**INSTRUCTIONS TO FOLLOW:**
Look through the records below for the line holding "repository 8500dfcc9e3f56d7". Write it out exactly, with each following line through the line holding "pub fn open_message(&self)".

[Items from a data source]
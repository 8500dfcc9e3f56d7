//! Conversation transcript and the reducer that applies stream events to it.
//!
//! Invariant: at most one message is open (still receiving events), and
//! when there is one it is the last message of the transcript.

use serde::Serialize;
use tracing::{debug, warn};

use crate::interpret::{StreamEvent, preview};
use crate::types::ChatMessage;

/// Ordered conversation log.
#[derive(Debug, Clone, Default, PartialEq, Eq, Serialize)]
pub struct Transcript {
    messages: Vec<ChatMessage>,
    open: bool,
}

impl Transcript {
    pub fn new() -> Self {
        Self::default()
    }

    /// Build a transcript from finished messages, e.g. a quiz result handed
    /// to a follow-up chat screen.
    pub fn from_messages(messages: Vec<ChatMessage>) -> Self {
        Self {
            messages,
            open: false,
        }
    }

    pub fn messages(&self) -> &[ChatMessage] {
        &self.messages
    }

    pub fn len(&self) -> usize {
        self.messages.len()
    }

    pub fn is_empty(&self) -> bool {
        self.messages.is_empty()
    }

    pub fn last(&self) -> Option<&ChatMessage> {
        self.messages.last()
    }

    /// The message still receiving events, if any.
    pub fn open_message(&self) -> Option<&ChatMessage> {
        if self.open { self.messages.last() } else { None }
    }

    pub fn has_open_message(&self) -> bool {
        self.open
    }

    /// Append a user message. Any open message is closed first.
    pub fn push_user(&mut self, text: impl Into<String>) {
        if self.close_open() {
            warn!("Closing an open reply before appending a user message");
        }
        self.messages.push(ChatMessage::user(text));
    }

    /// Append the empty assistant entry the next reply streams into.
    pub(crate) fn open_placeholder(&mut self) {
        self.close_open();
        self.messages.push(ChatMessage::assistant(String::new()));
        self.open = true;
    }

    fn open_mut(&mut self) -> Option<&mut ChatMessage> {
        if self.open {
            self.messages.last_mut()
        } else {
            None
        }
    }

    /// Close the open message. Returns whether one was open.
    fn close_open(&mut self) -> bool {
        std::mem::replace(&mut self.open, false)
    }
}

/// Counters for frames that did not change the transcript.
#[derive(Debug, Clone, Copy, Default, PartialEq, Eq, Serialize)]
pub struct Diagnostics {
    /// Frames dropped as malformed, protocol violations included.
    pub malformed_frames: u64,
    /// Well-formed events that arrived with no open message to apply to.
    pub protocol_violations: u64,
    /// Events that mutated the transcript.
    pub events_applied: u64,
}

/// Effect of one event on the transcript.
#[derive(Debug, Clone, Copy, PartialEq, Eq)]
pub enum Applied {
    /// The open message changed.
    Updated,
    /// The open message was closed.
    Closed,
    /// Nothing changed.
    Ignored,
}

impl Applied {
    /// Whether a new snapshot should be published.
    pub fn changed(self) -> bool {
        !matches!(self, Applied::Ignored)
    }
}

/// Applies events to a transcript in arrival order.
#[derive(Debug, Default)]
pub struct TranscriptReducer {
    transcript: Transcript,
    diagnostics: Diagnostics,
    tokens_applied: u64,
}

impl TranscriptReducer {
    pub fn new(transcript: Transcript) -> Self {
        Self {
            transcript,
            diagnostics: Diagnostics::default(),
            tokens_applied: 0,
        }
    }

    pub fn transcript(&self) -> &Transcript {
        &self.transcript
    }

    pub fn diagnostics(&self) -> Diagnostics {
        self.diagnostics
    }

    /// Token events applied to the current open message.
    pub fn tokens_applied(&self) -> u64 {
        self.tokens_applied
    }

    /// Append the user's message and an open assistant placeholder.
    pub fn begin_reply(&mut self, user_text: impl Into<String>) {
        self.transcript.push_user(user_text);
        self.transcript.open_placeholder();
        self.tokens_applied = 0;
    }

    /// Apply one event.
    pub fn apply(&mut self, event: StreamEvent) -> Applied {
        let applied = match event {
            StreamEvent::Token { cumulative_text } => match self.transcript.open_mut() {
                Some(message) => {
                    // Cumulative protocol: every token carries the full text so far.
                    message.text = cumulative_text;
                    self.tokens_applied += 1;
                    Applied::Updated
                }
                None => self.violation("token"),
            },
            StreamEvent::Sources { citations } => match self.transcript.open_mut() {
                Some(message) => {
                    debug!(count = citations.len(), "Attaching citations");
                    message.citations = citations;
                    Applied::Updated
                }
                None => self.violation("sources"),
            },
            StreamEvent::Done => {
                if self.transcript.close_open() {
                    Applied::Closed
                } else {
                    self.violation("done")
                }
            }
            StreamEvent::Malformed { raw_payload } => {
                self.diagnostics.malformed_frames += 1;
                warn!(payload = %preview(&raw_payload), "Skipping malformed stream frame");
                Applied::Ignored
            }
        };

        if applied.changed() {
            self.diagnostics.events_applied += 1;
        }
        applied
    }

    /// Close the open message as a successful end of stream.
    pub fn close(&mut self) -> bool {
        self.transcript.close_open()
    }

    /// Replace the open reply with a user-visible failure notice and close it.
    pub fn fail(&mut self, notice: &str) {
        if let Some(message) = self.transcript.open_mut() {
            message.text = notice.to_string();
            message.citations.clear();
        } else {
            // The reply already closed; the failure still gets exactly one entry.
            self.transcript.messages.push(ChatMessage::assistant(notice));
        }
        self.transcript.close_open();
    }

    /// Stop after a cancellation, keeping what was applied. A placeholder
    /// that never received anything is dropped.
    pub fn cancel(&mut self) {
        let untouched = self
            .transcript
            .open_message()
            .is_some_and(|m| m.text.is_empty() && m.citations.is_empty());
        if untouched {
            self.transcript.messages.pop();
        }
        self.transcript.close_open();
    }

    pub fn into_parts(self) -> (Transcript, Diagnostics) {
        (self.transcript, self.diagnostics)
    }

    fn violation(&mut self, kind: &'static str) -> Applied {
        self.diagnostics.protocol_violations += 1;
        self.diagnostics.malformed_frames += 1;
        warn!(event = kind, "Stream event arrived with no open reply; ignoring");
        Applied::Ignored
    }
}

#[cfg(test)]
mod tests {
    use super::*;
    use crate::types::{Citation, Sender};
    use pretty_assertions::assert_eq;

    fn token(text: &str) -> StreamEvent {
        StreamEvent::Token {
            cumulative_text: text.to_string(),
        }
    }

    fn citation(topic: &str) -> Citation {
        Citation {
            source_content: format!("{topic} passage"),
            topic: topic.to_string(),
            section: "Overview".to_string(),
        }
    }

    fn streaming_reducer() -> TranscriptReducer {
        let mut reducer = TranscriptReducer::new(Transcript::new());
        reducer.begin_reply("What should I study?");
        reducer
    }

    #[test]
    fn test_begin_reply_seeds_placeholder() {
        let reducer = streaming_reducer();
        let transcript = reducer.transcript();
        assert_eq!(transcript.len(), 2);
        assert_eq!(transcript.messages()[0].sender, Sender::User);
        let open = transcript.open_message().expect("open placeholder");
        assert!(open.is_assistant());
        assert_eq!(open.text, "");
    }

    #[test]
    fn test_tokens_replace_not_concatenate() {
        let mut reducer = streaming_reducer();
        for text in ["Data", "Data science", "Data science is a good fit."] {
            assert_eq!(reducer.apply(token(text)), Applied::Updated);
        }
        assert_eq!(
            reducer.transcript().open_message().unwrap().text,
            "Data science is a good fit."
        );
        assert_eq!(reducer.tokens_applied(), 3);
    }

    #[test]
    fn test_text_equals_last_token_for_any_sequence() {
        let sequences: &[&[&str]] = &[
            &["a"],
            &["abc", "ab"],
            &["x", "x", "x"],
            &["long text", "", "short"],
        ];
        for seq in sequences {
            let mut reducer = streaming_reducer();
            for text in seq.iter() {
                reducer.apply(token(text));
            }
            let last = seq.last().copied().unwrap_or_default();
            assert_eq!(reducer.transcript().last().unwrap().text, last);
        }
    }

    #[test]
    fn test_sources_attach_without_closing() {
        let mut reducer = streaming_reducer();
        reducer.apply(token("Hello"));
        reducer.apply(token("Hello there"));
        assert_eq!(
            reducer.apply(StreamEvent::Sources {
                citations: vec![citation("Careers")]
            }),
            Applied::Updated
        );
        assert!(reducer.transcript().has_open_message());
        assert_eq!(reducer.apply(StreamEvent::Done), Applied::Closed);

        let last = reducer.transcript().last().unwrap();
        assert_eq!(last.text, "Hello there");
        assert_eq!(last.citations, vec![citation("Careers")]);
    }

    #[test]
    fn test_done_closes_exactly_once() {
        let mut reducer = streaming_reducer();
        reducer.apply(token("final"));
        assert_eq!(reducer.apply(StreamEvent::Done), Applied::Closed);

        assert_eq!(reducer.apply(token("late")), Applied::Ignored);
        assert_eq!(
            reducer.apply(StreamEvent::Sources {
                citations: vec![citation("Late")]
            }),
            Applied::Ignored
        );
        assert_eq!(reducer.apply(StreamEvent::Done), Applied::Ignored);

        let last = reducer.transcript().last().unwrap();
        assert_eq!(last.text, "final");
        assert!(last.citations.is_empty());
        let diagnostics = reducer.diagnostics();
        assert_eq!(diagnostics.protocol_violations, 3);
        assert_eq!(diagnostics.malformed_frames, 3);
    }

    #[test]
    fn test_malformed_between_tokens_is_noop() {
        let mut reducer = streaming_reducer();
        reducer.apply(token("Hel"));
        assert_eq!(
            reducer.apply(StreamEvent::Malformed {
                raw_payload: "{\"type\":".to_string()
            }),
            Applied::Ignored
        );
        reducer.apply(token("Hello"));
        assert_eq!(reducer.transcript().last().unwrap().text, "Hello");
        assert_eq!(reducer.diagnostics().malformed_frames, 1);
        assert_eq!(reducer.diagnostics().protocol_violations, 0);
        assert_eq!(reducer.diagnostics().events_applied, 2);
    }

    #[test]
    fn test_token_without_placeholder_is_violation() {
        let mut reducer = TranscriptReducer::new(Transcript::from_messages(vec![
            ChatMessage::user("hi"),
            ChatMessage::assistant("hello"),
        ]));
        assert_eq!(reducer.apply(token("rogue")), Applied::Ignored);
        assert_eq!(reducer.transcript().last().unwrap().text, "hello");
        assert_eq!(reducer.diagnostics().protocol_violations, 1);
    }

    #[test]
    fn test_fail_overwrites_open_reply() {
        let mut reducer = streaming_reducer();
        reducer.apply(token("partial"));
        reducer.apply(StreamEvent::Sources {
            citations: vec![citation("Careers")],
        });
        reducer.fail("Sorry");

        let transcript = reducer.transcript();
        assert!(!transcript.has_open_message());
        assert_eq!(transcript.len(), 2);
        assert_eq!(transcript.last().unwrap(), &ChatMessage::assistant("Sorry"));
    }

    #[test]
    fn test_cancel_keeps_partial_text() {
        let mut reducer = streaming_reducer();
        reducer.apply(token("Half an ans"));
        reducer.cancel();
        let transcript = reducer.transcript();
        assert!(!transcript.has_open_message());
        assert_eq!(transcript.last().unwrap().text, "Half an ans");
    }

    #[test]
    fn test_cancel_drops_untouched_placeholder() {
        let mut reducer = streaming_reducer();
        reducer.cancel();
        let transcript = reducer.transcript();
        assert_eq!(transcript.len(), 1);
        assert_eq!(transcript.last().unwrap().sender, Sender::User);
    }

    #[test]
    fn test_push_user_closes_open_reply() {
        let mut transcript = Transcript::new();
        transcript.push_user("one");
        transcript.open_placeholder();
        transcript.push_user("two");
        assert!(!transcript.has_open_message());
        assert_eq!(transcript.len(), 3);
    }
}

==

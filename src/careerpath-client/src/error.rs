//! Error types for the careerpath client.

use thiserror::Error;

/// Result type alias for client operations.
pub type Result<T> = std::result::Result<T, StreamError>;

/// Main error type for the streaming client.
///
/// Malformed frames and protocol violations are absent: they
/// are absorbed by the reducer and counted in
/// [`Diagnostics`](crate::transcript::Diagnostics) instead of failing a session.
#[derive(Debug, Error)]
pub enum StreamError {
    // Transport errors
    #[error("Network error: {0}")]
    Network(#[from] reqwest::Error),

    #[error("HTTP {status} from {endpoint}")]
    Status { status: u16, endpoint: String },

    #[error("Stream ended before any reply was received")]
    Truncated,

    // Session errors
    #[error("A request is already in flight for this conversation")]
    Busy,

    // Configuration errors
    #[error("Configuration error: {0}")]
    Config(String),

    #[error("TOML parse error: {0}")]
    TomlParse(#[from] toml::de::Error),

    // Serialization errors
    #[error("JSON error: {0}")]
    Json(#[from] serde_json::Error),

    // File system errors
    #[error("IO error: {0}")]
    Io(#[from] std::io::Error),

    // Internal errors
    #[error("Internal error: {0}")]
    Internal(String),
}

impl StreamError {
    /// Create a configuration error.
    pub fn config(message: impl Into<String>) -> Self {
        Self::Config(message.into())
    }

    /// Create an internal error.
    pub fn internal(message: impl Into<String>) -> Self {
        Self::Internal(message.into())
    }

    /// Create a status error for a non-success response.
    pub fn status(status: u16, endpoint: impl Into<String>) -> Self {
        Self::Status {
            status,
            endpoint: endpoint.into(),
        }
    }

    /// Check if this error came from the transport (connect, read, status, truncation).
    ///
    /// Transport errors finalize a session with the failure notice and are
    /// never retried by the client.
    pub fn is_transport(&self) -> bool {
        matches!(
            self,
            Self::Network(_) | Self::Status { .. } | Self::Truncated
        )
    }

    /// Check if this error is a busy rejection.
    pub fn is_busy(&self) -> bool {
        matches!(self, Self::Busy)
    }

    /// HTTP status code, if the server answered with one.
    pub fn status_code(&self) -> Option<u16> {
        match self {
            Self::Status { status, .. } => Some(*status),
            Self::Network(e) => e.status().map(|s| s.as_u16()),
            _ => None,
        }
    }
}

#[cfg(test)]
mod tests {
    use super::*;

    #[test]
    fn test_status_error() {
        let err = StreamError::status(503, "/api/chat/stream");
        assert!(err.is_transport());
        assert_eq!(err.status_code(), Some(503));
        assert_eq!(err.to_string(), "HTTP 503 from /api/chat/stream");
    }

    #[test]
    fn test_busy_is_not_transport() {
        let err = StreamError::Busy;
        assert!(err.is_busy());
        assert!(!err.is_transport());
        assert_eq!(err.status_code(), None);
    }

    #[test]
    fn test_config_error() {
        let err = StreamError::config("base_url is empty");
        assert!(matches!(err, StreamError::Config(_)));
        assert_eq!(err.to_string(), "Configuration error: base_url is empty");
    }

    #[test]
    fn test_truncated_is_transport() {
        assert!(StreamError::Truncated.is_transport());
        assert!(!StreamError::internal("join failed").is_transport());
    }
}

---

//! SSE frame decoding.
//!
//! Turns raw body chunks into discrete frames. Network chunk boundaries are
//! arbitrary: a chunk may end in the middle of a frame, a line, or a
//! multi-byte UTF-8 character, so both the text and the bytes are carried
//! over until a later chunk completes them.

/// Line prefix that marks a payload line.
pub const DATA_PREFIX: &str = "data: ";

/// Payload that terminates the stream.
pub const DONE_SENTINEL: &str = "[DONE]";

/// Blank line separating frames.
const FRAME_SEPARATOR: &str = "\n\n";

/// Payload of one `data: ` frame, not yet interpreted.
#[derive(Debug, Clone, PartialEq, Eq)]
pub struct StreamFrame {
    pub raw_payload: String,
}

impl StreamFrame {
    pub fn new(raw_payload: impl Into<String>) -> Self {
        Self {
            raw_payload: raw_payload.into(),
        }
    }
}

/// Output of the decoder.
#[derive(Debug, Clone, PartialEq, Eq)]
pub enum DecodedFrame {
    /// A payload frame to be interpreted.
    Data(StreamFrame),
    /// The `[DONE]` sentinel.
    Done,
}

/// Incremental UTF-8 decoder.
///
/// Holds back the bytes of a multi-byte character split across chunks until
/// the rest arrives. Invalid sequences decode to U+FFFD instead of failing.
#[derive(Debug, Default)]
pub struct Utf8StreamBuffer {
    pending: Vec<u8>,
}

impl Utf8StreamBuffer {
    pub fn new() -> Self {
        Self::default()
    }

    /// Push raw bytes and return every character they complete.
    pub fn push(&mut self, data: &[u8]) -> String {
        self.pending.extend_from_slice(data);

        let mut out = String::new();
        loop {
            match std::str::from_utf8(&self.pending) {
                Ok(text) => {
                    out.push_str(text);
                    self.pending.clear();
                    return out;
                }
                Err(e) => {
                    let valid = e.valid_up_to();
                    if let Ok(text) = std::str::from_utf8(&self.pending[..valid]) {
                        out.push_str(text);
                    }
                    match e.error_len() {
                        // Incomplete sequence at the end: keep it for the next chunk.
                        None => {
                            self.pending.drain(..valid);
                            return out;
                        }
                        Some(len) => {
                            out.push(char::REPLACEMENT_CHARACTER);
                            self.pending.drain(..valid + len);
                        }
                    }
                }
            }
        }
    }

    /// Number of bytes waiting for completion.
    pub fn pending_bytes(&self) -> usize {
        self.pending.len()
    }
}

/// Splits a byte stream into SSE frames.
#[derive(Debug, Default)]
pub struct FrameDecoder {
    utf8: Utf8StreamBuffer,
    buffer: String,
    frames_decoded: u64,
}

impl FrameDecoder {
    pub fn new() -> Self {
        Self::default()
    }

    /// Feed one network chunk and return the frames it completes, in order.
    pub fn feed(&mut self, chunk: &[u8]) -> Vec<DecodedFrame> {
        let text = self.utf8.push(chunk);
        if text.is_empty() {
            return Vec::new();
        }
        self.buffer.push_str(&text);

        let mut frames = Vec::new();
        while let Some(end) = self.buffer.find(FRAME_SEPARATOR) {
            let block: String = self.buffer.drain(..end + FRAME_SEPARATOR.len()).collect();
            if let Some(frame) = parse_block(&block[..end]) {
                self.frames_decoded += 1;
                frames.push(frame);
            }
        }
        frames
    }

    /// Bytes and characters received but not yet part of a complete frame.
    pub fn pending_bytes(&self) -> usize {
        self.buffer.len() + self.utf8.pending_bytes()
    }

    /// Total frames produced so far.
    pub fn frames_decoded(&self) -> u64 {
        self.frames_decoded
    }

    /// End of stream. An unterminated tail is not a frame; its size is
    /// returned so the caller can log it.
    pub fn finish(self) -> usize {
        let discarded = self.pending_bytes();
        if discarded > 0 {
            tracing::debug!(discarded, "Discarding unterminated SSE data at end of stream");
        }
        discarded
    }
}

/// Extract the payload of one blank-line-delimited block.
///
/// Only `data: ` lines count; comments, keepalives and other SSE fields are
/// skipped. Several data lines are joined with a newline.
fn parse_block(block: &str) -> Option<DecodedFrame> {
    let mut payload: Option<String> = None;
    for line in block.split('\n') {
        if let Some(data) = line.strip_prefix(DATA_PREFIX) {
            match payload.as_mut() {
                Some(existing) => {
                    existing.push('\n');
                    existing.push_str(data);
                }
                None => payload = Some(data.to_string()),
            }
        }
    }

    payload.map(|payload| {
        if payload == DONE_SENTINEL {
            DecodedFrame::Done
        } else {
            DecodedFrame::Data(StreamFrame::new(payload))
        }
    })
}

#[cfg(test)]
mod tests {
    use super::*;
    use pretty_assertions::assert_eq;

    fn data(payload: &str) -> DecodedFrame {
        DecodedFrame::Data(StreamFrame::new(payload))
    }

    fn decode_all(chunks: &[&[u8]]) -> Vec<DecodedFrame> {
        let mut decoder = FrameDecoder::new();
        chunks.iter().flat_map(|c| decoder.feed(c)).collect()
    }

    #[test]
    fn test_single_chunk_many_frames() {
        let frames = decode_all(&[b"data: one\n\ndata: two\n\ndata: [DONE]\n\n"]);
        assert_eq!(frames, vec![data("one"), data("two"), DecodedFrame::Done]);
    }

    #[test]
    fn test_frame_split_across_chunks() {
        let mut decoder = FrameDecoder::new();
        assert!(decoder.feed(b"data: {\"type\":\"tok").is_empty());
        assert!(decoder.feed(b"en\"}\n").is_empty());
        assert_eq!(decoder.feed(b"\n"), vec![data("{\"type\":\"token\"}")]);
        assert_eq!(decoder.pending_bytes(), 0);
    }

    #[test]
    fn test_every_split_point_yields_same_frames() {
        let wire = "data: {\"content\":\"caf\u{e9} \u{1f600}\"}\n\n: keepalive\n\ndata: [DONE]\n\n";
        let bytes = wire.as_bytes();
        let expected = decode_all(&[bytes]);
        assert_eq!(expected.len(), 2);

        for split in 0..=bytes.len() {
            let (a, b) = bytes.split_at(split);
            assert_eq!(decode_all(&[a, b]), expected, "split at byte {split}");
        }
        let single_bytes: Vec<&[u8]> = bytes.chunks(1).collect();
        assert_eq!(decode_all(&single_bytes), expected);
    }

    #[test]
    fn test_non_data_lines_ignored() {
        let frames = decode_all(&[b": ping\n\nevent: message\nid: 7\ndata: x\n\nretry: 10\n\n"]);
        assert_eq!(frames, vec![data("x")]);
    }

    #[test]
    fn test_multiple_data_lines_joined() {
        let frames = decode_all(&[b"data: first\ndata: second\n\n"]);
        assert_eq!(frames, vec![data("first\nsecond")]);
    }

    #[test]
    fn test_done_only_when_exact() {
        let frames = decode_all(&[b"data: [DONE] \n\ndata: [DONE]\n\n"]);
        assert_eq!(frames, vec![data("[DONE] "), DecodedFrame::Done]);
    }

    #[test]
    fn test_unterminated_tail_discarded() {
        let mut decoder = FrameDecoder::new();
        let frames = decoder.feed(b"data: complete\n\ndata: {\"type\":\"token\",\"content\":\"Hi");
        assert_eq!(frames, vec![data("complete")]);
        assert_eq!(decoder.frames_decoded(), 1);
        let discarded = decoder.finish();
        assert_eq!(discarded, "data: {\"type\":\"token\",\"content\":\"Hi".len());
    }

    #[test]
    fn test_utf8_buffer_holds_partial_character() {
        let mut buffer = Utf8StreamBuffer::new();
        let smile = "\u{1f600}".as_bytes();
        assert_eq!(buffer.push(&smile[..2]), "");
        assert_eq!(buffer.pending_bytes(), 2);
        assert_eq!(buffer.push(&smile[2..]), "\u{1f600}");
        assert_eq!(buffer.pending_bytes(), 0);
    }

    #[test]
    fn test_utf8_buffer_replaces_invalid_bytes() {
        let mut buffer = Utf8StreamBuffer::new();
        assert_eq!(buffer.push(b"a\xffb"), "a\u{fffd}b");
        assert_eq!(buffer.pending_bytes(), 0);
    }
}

**RESPONSE TO THIS TASK:**
repository 8500dfcc9e3f56d7
//! Conversation transcript and the reducer that applies stream events to it.
//!
//! Invariant: at most one message is open (still receiving events), and
//! when there is one it is the last message of the transcript.

use serde::Serialize;
use tracing::{debug, warn};

use crate::interpret::{StreamEvent, preview};
use crate::types::ChatMessage;

/// Ordered conversation log.
#[derive(Debug, Clone, Default, PartialEq, Eq, Serialize)]
pub struct Transcript {
    messages: Vec<ChatMessage>,
    open: bool,
}

impl Transcript {
    pub fn new() -> Self {
        Self::default()
    }

    /// Build a transcript from finished messages, e.g. a quiz result handed
    /// to a follow-up chat screen.
    pub fn from_messages(messages: Vec<ChatMessage>) -> Self {
        Self {
            messages,
            open: false,
        }
    }

    pub fn messages(&self) -> &[ChatMessage] {
        &self.messages
    }

    pub fn len(&self) -> usize {
        self.messages.len()
    }

    pub fn is_empty(&self) -> bool {
        self.messages.is_empty()
    }

    pub fn last(&self) -> Option<&ChatMessage> {
        self.messages.last()
    }

    /// The message still receiving events, if any.
    pub fn open_message(&self) -> Option<&ChatMessage> {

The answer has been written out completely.